Release from Eniro's Annual General Meeting 2011


Release from Eniro's Annual General Meeting 2011

Eniro's Annual General Meeting was held today in Stockholm. Newly
elected by the Annual General Meeting were Lars-Johan Jarnheimer as
Chairman of the Board and Fredrik Arnander, Cecilia Daun Wennborg and
Ketil Eriksen as Board members. The meeting also resolved in accordance
with the other motions.

Eniro's CEO Johan Lindgren held a speech which in its entirety was
broadcast live and is available on Eniro's website,
www.eniro.com (http://www.eniro.com/).

Disposition of the company's earnings

The Annual General Meeting resolved, in accordance with the Board's
motion, that no dividend be paid for the 2010 fiscal year and that the
company's disposable funds instead be carried forward to the following
year.

Election of Board

In accordance with the proposal that was presented by the Nomination
Committee, it was resolved that Eniro's Board would consist of six
members and no alternates, in other words a reduction in the number of
members by one member. In accordance with the nomination committee's
proposal for the Board members to serve through the end of the next
Annual General Meeting, Thomas Axén and Harald Strømme were reelected
and Lars-Johan Jarnheimer, Fredrik Arnander, Cecilia Daun Wennborg and
Ketil Eriksen were newly elected. Lars-Johan Jarnheimer was elected to
serve as the Chairman of the Board through the end of the next Annual
General Meeting.

Lars-Johan Jarnheimer, born in 1960, holds a degree in economics and
business administration from the University of Lund and Växjö. He has
been CEO of Tele2 (1999-2008), Marketing Director Northern Europe at
Saab Automobile (1997-1999) and CEO of Comviq (1992-1997). Lars-Johan
Jarnheimer is currently member of the boards of INGKA Holding BV (IKEA's
parent company), CDON Group, Apoteket AB, Egmont International AS and
Babybjörn AB and is the Chairman of BRIS, the Swedish children's rights
organization. Lars-Johan Jarnheimer owns 5,000 shares in the Company.

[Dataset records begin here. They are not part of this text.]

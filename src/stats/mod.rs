//! Probe statistics accumulator and summary calculation


use crate::{
    error::{AppError, Result},
    models::metrics::AttemptOutcome,
    types::{AggregationMode, Termination},
};
use chrono::{DateTime, Utc};
use serde::{Deserialize, Serialize};

/// Counters and RTT samples for one probe run.
///
/// Owned by the probing task and handed back to the caller when the loop
/// finishes; it is never shared while attempts are running.
#[derive(Debug, Clone)]
pub struct ProbeStatistics {
    destination: String,
    /// 1-based number of the next attempt
    sequence_number: u32,
    success_count: u32,
    failure_count: u32,
    /// One slot per configured attempt; failed and unattempted slots stay zero
    rtt_samples: Vec<u64>,
    /// RTTs of successful attempts only, in attempt order
    successful_rtts: Vec<u64>,
    started_at: DateTime<Utc>,
}

impl ProbeStatistics {
    pub fn new(destination: impl Into<String>, count: u32) -> Self {
        Self {
            destination: destination.into(),
            sequence_number: 1,
            success_count: 0,
            failure_count: 0,
            rtt_samples: vec![0; count as usize],
            successful_rtts: Vec::new(),
            started_at: Utc::now(),
        }
    }

    /// Record one attempt and advance the sequence number.
    ///
    /// Returns the sequence number the attempt was recorded under.
    pub fn record(&mut self, outcome: &AttemptOutcome) -> u32 {
        let sequence = self.sequence_number;

        match outcome.rtt_ms() {
            Some(rtt_ms) => {
                self.success_count += 1;
                if let Some(slot) = self.rtt_samples.get_mut(sequence as usize - 1) {
                    *slot = rtt_ms;
                }
                self.successful_rtts.push(rtt_ms);
            }
            None => self.failure_count += 1,
        }

        self.sequence_number = self.sequence_number.saturating_add(1);
        sequence
    }

    /// Whether another attempt still has a slot
    pub fn has_capacity(&self) -> bool {
        (self.sequence_number as usize) <= self.rtt_samples.len()
    }

    pub fn destination(&self) -> &str {
        &self.destination
    }

    pub fn sequence_number(&self) -> u32 {
        self.sequence_number
    }

    pub fn success_count(&self) -> u32 {
        self.success_count
    }

    pub fn failure_count(&self) -> u32 {
        self.failure_count
    }

    /// Attempts made so far
    pub fn attempts(&self) -> u32 {
        self.sequence_number - 1
    }

    pub fn rtt_samples(&self) -> &[u64] {
        &self.rtt_samples
    }

    pub fn successful_rtts(&self) -> &[u64] {
        &self.successful_rtts
    }

    /// Integer success percentage, `None` before the first attempt
    pub fn success_rate_percent(&self) -> Option<u32> {
        let attempts = u64::from(self.success_count) + u64::from(self.failure_count);
        if attempts == 0 {
            return None;
        }
        Some((u64::from(self.success_count) * 100 / attempts) as u32)
    }

    /// RTT min/avg/max under the given aggregation mode
    pub fn rtt_summary(&self, mode: AggregationMode) -> RttSummary {
        match mode {
            AggregationMode::SuccessfulOnly => RttSummary::from_samples(&self.successful_rtts),
            AggregationMode::ZeroFilled => RttSummary::from_samples(&self.rtt_samples),
        }
    }

    /// Build the final summary. Fails when no attempt was made.
    pub fn summarize(&self, mode: AggregationMode, termination: Termination) -> Result<ProbeSummary> {
        let success_rate_percent = self.success_rate_percent().ok_or_else(|| {
            AppError::statistics(format!("no probe was sent to {}", self.destination))
        })?;

        Ok(ProbeSummary {
            destination: self.destination.clone(),
            transmitted: self.attempts(),
            received: self.success_count,
            failed: self.failure_count,
            success_rate_percent,
            rtt: self.rtt_summary(mode),
            aggregation: mode,
            termination,
            started_at: self.started_at,
            finished_at: Utc::now(),
        })
    }
}

/// Round-trip time aggregates in milliseconds
#[derive(Debug, Clone, Copy, PartialEq, Default, Serialize, Deserialize)]
pub struct RttSummary {
    pub min_ms: u64,
    pub avg_ms: f64,
    pub max_ms: u64,
}

impl RttSummary {
    /// All zeros for an empty sample set
    pub fn from_samples(samples: &[u64]) -> Self {
        let (Some(&min_ms), Some(&max_ms)) = (samples.iter().min(), samples.iter().max()) else {
            return Self::default();
        };

        let sum: u128 = samples.iter().map(|&rtt| u128::from(rtt)).sum();
        let avg_ms = sum as f64 / samples.len() as f64;

        Self { min_ms, avg_ms, max_ms }
    }

    /// Average in its shortest form, rounded to three decimals (`120`, `101.5`)
    pub fn avg_display(&self) -> String {
        format_avg(self.avg_ms)
    }
}

pub fn format_avg(avg_ms: f64) -> String {
    let rounded = (avg_ms * 1000.0).round() / 1000.0;
    format!("{}", rounded)
}

/// Final result of a probe run
#[derive(Debug, Clone, Serialize, Deserialize)]
pub struct ProbeSummary {
    pub destination: String,
    pub transmitted: u32,
    pub received: u32,
    pub failed: u32,
    pub success_rate_percent: u32,
    pub rtt: RttSummary,
    pub aggregation: AggregationMode,
    pub termination: Termination,
    pub started_at: DateTime<Utc>,
    pub finished_at: DateTime<Utc>,
}
//! Data models and structures for the probe

pub mod config;
pub mod metrics;

// Re-export main model types
pub use config::{Config, ProbeConfig};
pub use metrics::{AttemptOutcome, AttemptTiming};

Fredrik Arnander, born in 1965, holds a degree in economics and business
administration from Stockholm School of Economics. He is CEO and founder
of Keybroker, a company active in online sales in the Nordic search
market, as well as in the UK and the US. Among other companies, he is a
member of the Board of Keybroker and Balance Training. Fredrik Arnander
indirectly, through his company Fredrik Arnander AB, owns 30,500 shares
in Eniro.

Cecilia Daun Wennborg, born in 1963, holds a degree in economics and
business administration from Stockholm University. She has experience
from executive positions in the service sector, including Carema Vård
och Omsorg, Ambea and the Skandia Group. Cecilia Daun Wennborg  is a
member of the Board of the listed companies Getinge, Hakon Invest and
Proffice.

Ketil Eriksen, born in 1963, holds a degree from Oslo School of Business
Administration. He has experience from executive positions in
consumer-oriented companies with well-known brands in international
markets, for instance as CEO of Colgate-Palmolive AB and The Absolut
Company. Among other companies, he is a member of the Board of Polarica,
Fazer Group and SelStor.

Remuneration of Board members

It was resolved that total remuneration for the Board of Directors
should be SEK 4,250,000, of which SEK 1,700,000 to the Chairman of the
Board, SEK 420,000 to the other Board members elected by the General
Meeting, SEK 150,000 to the Chairman of the Remuneration Committee and
SEK 75,000 to the other four members of the company's committees.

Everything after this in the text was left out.